# Data section
+ + + +

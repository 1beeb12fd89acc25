//! Application layout: where sources and static assets live before and after
//! assembly, and how the entry point maps onto a module file.

use std::fmt;
use std::path::{Path, PathBuf};
use std::sync::OnceLock;

use regex::Regex;

use crate::config::Recipe;
use crate::error::ConfigError;

fn identifier_re() -> &'static Regex {
    static RE: OnceLock<Regex> = OnceLock::new();
    RE.get_or_init(|| Regex::new(r"^[A-Za-z_][A-Za-z0-9_]*$").expect("static regex"))
}

/// `<module.path>:<object>` reference handed to the ASGI server.
#[derive(Debug, Clone, PartialEq, Eq)]
pub struct EntryPoint {
    pub module: Vec<String>,
    pub object: String,
}

impl EntryPoint {
    pub fn parse(raw: &str) -> Result<Self, ConfigError> {
        let invalid = || ConfigError::InvalidEntry(raw.to_string());
        let (module, object) = raw.trim().split_once(':').ok_or_else(invalid)?;
        let segments: Vec<String> = module.split('.').map(String::from).collect();
        if segments.iter().any(|s| !identifier_re().is_match(s)) {
            return Err(invalid());
        }
        if !identifier_re().is_match(object) {
            return Err(invalid());
        }
        Ok(Self {
            module: segments,
            object: object.to_string(),
        })
    }

    /// Dotted module path, e.g. `app.main`.
    pub fn module_path(&self) -> String {
        self.module.join(".")
    }

    /// Candidate files implementing the module under `root`: `a/b.py` or `a/b/__init__.py`.
    pub fn module_candidates(&self, root: &Path) -> [PathBuf; 2] {
        let mut base = root.to_path_buf();
        for seg in &self.module {
            base.push(seg);
        }
        [base.with_extension("py"), base.join("__init__.py")]
    }

    /// First existing module file under `root`.
    pub fn locate(&self, root: &Path) -> Option<PathBuf> {
        self.module_candidates(root).into_iter().find(|p| p.is_file())
    }
}

impl fmt::Display for EntryPoint {
    fn fmt(&self, f: &mut fmt::Formatter<'_>) -> fmt::Result {
        write!(f, "{}:{}", self.module_path(), self.object)
    }
}

/// Resolved source → destination paths for one build.
#[derive(Debug, Clone)]
pub struct ApplicationLayout {
    pub project_root: PathBuf,
    pub install_root: PathBuf,
    pub source_from: PathBuf,
    pub source_to: PathBuf,
    pub static_from: PathBuf,
    pub static_to: PathBuf,
    pub exclude: Vec<String>,
}

impl ApplicationLayout {
    pub fn from_recipe(recipe: &Recipe) -> Self {
        let project = &recipe.project_root;
        let install = &recipe.install_root;
        Self {
            project_root: project.clone(),
            install_root: install.clone(),
            source_from: project.join(&recipe.layout.source.from),
            source_to: install.join(&recipe.layout.source.to),
            static_from: project.join(&recipe.layout.static_assets.from),
            static_to: install.join(&recipe.layout.static_assets.to),
            exclude: recipe.layout.exclude.clone(),
        }
    }

    /// Entry modules resolve relative to the install root (the server's working dir).
    pub fn entry_module(&self, entry: &EntryPoint) -> Option<PathBuf> {
        entry.locate(&self.install_root)
    }

    pub fn is_excluded(&self, name: &str) -> bool {
        self.exclude.iter().any(|e| e == name)
    }
}
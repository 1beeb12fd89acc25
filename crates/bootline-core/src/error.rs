//! Failure taxonomy for the build and launch phases.
//!
//! Every error here is terminal: callers propagate it to `main`, which maps it
//! to a process exit status via [`BootError::exit_code`]. Nothing is downgraded
//! to a warning, so a half-built environment never reaches the serving phase.

use std::path::PathBuf;

use thiserror::Error;

/// Recipe or environment configuration is unusable.
#[derive(Debug, Error)]
pub enum ConfigError {
    #[error("Failed to read recipe {path}: {source}")]
    Read {
        path: PathBuf,
        #[source]
        source: std::io::Error,
    },

    #[error("Failed to parse recipe {path}: {message}")]
    Parse { path: PathBuf, message: String },

    #[error("Declared container port {expose} does not match default port {default_port}")]
    PortMismatch { expose: u16, default_port: u16 },

    #[error("Toolchain major version must be non-zero")]
    ZeroMajor,

    #[error("Invalid entry point '{0}': expected '<module.path>:<object>'")]
    InvalidEntry(String),

    #[error("Unknown stage '{0}' (known: python-deps, toolchain, copy, node-deps, frontend-build)")]
    UnknownStage(String),
}

/// A declared dependency or the pinned toolchain cannot be installed.
#[derive(Debug, Error)]
pub enum ProvisioningError {
    #[error("Manifest {path} line {line}: {reason}")]
    Manifest {
        path: PathBuf,
        line: usize,
        reason: String,
    },

    #[error("Manifest not found: {0}")]
    ManifestMissing(PathBuf),

    #[error("No Python interpreter found (tried python3, python)")]
    NoInterpreter,

    #[error("{tool} not found in PATH")]
    ToolMissing { tool: String },

    #[error("`{command}` failed with exit code {code:?}: {stderr}")]
    InstallFailed {
        command: String,
        code: Option<i32>,
        stderr: String,
    },

    #[error("Packages declared but not resolved after install: {}", .0.join(", "))]
    Unresolved(Vec<String>),

    #[error("Toolchain drift: {runtime} {found} present, pinned major is {pinned}")]
    ToolchainDrift {
        runtime: String,
        found: String,
        pinned: u32,
    },

    #[error("{runtime} still missing after provisioning")]
    ToolchainMissing { runtime: String },
}

/// Copying or building artifacts into the install root failed.
#[derive(Debug, Error)]
pub enum AssemblyError {
    #[error("Source tree not found: {0}")]
    MissingSource(PathBuf),

    #[error("Failed to copy {from} -> {to}: {source}")]
    Copy {
        from: PathBuf,
        to: PathBuf,
        #[source]
        source: std::io::Error,
    },

    #[error("Entry module for '{entry}' not found under {root}")]
    EntryMissing { entry: String, root: PathBuf },

    #[error("Front-end directory has no package.json: {0}")]
    NoPackageJson(PathBuf),

    #[error("Front-end build `{command}` failed with exit code {code:?}: {stderr}")]
    BuildFailed {
        command: String,
        code: Option<i32>,
        stderr: String,
    },

    #[error("Front-end build `{command}` exceeded timeout of {timeout_secs} seconds")]
    BuildTimedOut { command: String, timeout_secs: u64 },

    #[error("Front-end build produced no output (looked in: {})", .candidates.join(", "))]
    MissingOutput { candidates: Vec<String> },
}

/// The service cannot be started.
#[derive(Debug, Error)]
pub enum LaunchError {
    #[error("Environment at {0} is not ready (no ready marker); run `bootline build` first")]
    NotReady(PathBuf),

    #[error("Ready marker at {path} is unreadable: {message}")]
    BadMarker { path: PathBuf, message: String },

    #[error("Entry point '{entry}' does not resolve: {reason}")]
    EntryUnresolvable { entry: String, reason: String },

    #[error("Port {port} is already bound on 0.0.0.0")]
    PortInUse { port: u16 },

    #[error("Cannot bind port {port}: {source}")]
    Bind {
        port: u16,
        #[source]
        source: std::io::Error,
    },

    #[error("Invalid port value '{0}'")]
    InvalidPort(String),

    #[error("Server program '{0}' not found and no Python fallback available")]
    ServerMissing(String),

    #[error("Failed to exec {program}: {source}")]
    Exec {
        program: String,
        #[source]
        source: std::io::Error,
    },
}

/// Top-level error carried to the process boundary.
#[derive(Debug, Error)]
pub enum BootError {
    #[error(transparent)]
    Config(#[from] ConfigError),

    #[error(transparent)]
    Provisioning(#[from] ProvisioningError),

    #[error(transparent)]
    Assembly(#[from] AssemblyError),

    #[error(transparent)]
    Launch(#[from] LaunchError),

    #[error(transparent)]
    Other(#[from] anyhow::Error),
}

impl BootError {
    /// Process exit status for this failure class.
    pub fn exit_code(&self) -> i32 {
        match self {
            Self::Config(_) => 2,
            Self::Provisioning(_) => 3,
            Self::Assembly(_) => 4,
            Self::Launch(_) => 5,
            Self::Other(_) => 1,
        }
    }
}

+ + + +

# What is expected
Whenever the word "segments" occurs in a line of the records, that line counts once; state the total alone.

# Worked solution
3